A variação nos microRNAs entre diferentes etnias pode afetar a precisão dos resultados, o que exige mais investigações para avaliar a aplicabilidade do teste em uma população global.
A vice-presidente da Comissão Nacional Especializada da Febrasgo (Federação Brasileira das Associações de Ginecologia e Obstetrícia), Márcia Mendonça Carneiro, destaca que é essencial realizar estudos com um número maior de mulheres de diferentes locais e etnias para garantir que a sensibilidade do teste seja realmente eficaz em um contexto mais amplo.
Além disso, o fato de o estudo inicial ter sido financiado pela própria farmacêutica desenvolvedora do teste levanta questões sobre possíveis conflitos de interesse. Apesar disso, a eficácia do Endotest não é descartada, mas há um consenso de que mais pesquisas independentes sejam feitas para confirmar os resultados obtidos e avaliar o impacto do teste nos sistemas públicos de saúde, especialmente nos países com sistemas de saúde universais como o Brasil.
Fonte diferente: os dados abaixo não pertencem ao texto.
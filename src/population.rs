//! An in-memory subject store that evaluates the standard library templates.
//!
//! Hosts with their own data store implement [`FilterEvaluator`] and
//! [`TabularEvaluator`] themselves; this one backs the command line tool and
//! the tests.

use chrono::{Local, NaiveDate};
use serde::{Deserialize, Serialize};

use std::collections::{BTreeMap, HashMap};

use crate::composition;
use crate::convert::ReferenceResolver;
use crate::datatype::Value;
use crate::error::{AdHocError, Result};
use crate::evaluator::{
    ColumnInstance, ColumnSetDefinition, EvaluationContext, FilterEvaluator, FilterInstance, Row,
    Table, TabularEvaluator,
};
use crate::library::{ColumnKind, FilterKind, Gender, KeyHasher};
use crate::parameter::ParameterValues;
use crate::subject::{SubjectId, SubjectSet};

#[derive(Clone, Debug, PartialEq, Serialize, Deserialize)]
#[serde(rename_all = "camelCase")]
pub struct Subject {
    pub id: SubjectId,
    pub uuid: String,
    #[serde(default)]
    pub given_name: Option<String>,
    #[serde(default)]
    pub family_name: Option<String>,
    pub gender: Gender,
    #[serde(default)]
    pub birthdate: Option<NaiveDate>,
}

impl Subject {
    pub fn age_on(&self, date: NaiveDate) -> Option<i64> {
        self.birthdate
            .and_then(|birthdate| date.years_since(birthdate))
            .map(i64::from)
    }
}

#[derive(Debug, Default)]
pub struct Population {
    subjects: BTreeMap<SubjectId, Subject>,
    by_uuid: HashMap<String, SubjectId, KeyHasher>,
}

impl Population {
    pub fn new() -> Self {
        Self::default()
    }
    pub fn from_subjects(subjects: impl IntoIterator<Item = Subject>) -> Self {
        let mut population = Self::new();
        for subject in subjects {
            population.add(subject);
        }
        population
    }
    pub fn from_json(json: &str) -> Result<Self> {
        let subjects: Vec<Subject> = serde_json::from_str(json)?;
        Ok(Self::from_subjects(subjects))
    }
    pub fn add(&mut self, subject: Subject) {
        self.by_uuid.insert(subject.uuid.clone(), subject.id);
        self.subjects.insert(subject.id, subject);
    }
    pub fn get(&self, id: SubjectId) -> Option<&Subject> {
        self.subjects.get(&id)
    }
    pub fn len(&self) -> usize {
        self.subjects.len()
    }
    pub fn is_empty(&self) -> bool {
        self.subjects.is_empty()
    }

    fn candidates<'p>(
        &'p self,
        context: &'p EvaluationContext,
    ) -> Box<dyn Iterator<Item = &'p Subject> + 'p> {
        match &context.base_population {
            Some(base) => Box::new(base.iter().filter_map(|id| self.subjects.get(&id))),
            None => Box::new(self.subjects.values()),
        }
    }

    fn matches(&self, filter: &FilterInstance, subject: &Subject) -> Result<bool> {
        let values = &filter.values;
        Ok(match &filter.kind {
            FilterKind::Everyone => true,
            FilterKind::Gender { gender } => subject.gender == *gender,
            FilterKind::AgeRange => {
                let on = date_value(filter, values, "effectiveDate")?.unwrap_or_else(today);
                let min = integer_value(filter, values, "minAge")?;
                let max = integer_value(filter, values, "maxAge")?;
                match subject.age_on(on) {
                    Some(age) => min.is_none_or(|m| age >= m) && max.is_none_or(|m| age <= m),
                    None => false,
                }
            }
            FilterKind::BirthDateRange => {
                let start = date_value(filter, values, "startDate")?;
                let end = date_value(filter, values, "endDate")?;
                match subject.birthdate {
                    Some(born) => start.is_none_or(|s| born >= s) && end.is_none_or(|e| born <= e),
                    None => false,
                }
            }
            FilterKind::SubjectsIn => values
                .get("subjects")
                .map(|v| v.elements().any(|e| *e == Value::Subject(subject.id)))
                .unwrap_or(false),
        })
    }

    fn cell(&self, column: &ColumnInstance, subject: &Subject) -> Result<Value> {
        let text = |s: &Option<String>| s.clone().map(Value::Text).unwrap_or(Value::Null);
        Ok(match column.kind {
            ColumnKind::SubjectId => Value::Integer(subject.id as i64),
            ColumnKind::Uuid => Value::Text(subject.uuid.clone()),
            ColumnKind::GivenName => text(&subject.given_name),
            ColumnKind::FamilyName => text(&subject.family_name),
            ColumnKind::Gender => Value::Text(
                match subject.gender {
                    Gender::Male => "M",
                    Gender::Female => "F",
                    Gender::Other => "O",
                }
                .to_owned(),
            ),
            ColumnKind::BirthDate => subject.birthdate.map(Value::Date).unwrap_or(Value::Null),
            ColumnKind::AgeOnDate => {
                let on = match column.values.get("effectiveDate") {
                    Some(v) => v.as_date().ok_or_else(|| {
                        AdHocError::evaluation(
                            format!("column {}", column.position),
                            "effectiveDate is not a date",
                        )
                    })?,
                    None => today(),
                };
                subject.age_on(on).map(Value::Integer).unwrap_or(Value::Null)
            }
        })
    }
}

fn today() -> NaiveDate {
    Local::now().date_naive()
}

fn date_value(
    filter: &FilterInstance,
    values: &ParameterValues,
    name: &str,
) -> Result<Option<NaiveDate>> {
    match values.get(name) {
        None => Ok(None),
        Some(v) => v.as_date().map(Some).ok_or_else(|| {
            AdHocError::evaluation(filter.key.clone(), format!("{name} is not a date"))
        }),
    }
}

fn integer_value(
    filter: &FilterInstance,
    values: &ParameterValues,
    name: &str,
) -> Result<Option<i64>> {
    match values.get(name) {
        None => Ok(None),
        Some(v) => v.as_integer().map(Some).ok_or_else(|| {
            AdHocError::evaluation(filter.key.clone(), format!("{name} is not an integer"))
        }),
    }
}

impl FilterEvaluator for Population {
    fn evaluate(&self, filter: &FilterInstance, context: &EvaluationContext) -> Result<SubjectSet> {
        let mut result = SubjectSet::new();
        for subject in self.candidates(context) {
            if self.matches(filter, subject)? {
                result.insert(subject.id);
            }
        }
        Ok(result)
    }

    fn evaluate_composite(
        &self,
        results: &BTreeMap<usize, SubjectSet>,
        expression: &str,
        context: &EvaluationContext,
    ) -> Result<SubjectSet> {
        let universe = self.all_subjects(context)?;
        composition::evaluate(expression, results, &universe)
    }

    fn all_subjects(&self, context: &EvaluationContext) -> Result<SubjectSet> {
        Ok(self.candidates(context).map(|s| s.id).collect())
    }
}

impl TabularEvaluator for Population {
    fn evaluate(
        &self,
        definition: &ColumnSetDefinition,
        context: &EvaluationContext,
    ) -> Result<Table> {
        let mut table = Table::new(definition.column_names());
        for subject in self.candidates(context) {
            let mut values = BTreeMap::new();
            for column in &definition.columns {
                values.insert(column.name.clone(), self.cell(column, subject)?);
            }
            table.rows.push(Row {
                subject: subject.id,
                values,
            });
        }
        Ok(table)
    }
}

impl ReferenceResolver for Population {
    fn resolve_uuid(&self, uuid: &str) -> Option<SubjectId> {
        self.by_uuid.get(uuid).copied()
    }
    fn resolve_id(&self, id: SubjectId) -> Option<SubjectId> {
        self.subjects.contains_key(&id).then_some(id)
    }
}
Outro ponto importante levantado por especialistas como Marcos Tcherniakovsky, diretor de comunicação da Sociedade Brasileira de Endometriose, é o custo elevado do exame. O Endotest custa cerca de 839 euros (aproximadamente R$ 5.100), o que coloca a acessibilidade do teste em xeque.
Para muitos pacientes, especialmente em países com sistemas de saúde mais vulneráveis, como o Brasil, o custo do exame pode ser proibitivo. Tcherniakovsky ressalta que atualmente existem métodos de diagnóstico como ultrassonografia e ressonância magnética, que já são cobertos pelos planos de saúde e que conseguem fornecer informações detalhadas sobre a localização e o grau da doença.
A busca por um diagnóstico precoce
Apesar dos desafios e das limitações apontadas, o teste de saliva representa uma importante vitória na luta contra a endometriose. A busca por um diagnóstico precoce é um objetivo fundamental para melhorar o tratamento e a qualidade de vida das mulheres afetadas pela doença.
A endometriose, embora seja uma condição relativamente comum, ainda sofre com a escassez de investimentos em pesquisas. A comparação entre os recursos destinados à pesquisa sobre endometriose e outras condições, como a doença de Crohn, destaca a necessidade de uma maior atenção à saúde da mulher.
Nos Estados Unidos, por exemplo, enquanto a endometriose recebe cerca de US$ 16 milhões em investimentos anuais, a doença de Crohn, que afeta uma em cada 100 pessoas, recebe US$ 90 milhões.
A introdução de tecnologias como o Endotest é um passo importante para mudar esse panorama. Embora o teste ainda precise de validação em um maior número de estudos, a iniciativa de oferecer um diagnóstico rápido, não invasivo e de baixo custo é um avanço significativo.
Para que o teste seja adotado amplamente, no entanto, é necessário superar os desafios relacionados à acessibilidade financeira, bem como à necessidade de mais estudos clínicos independentes para garantir a eficácia em diferentes contextos.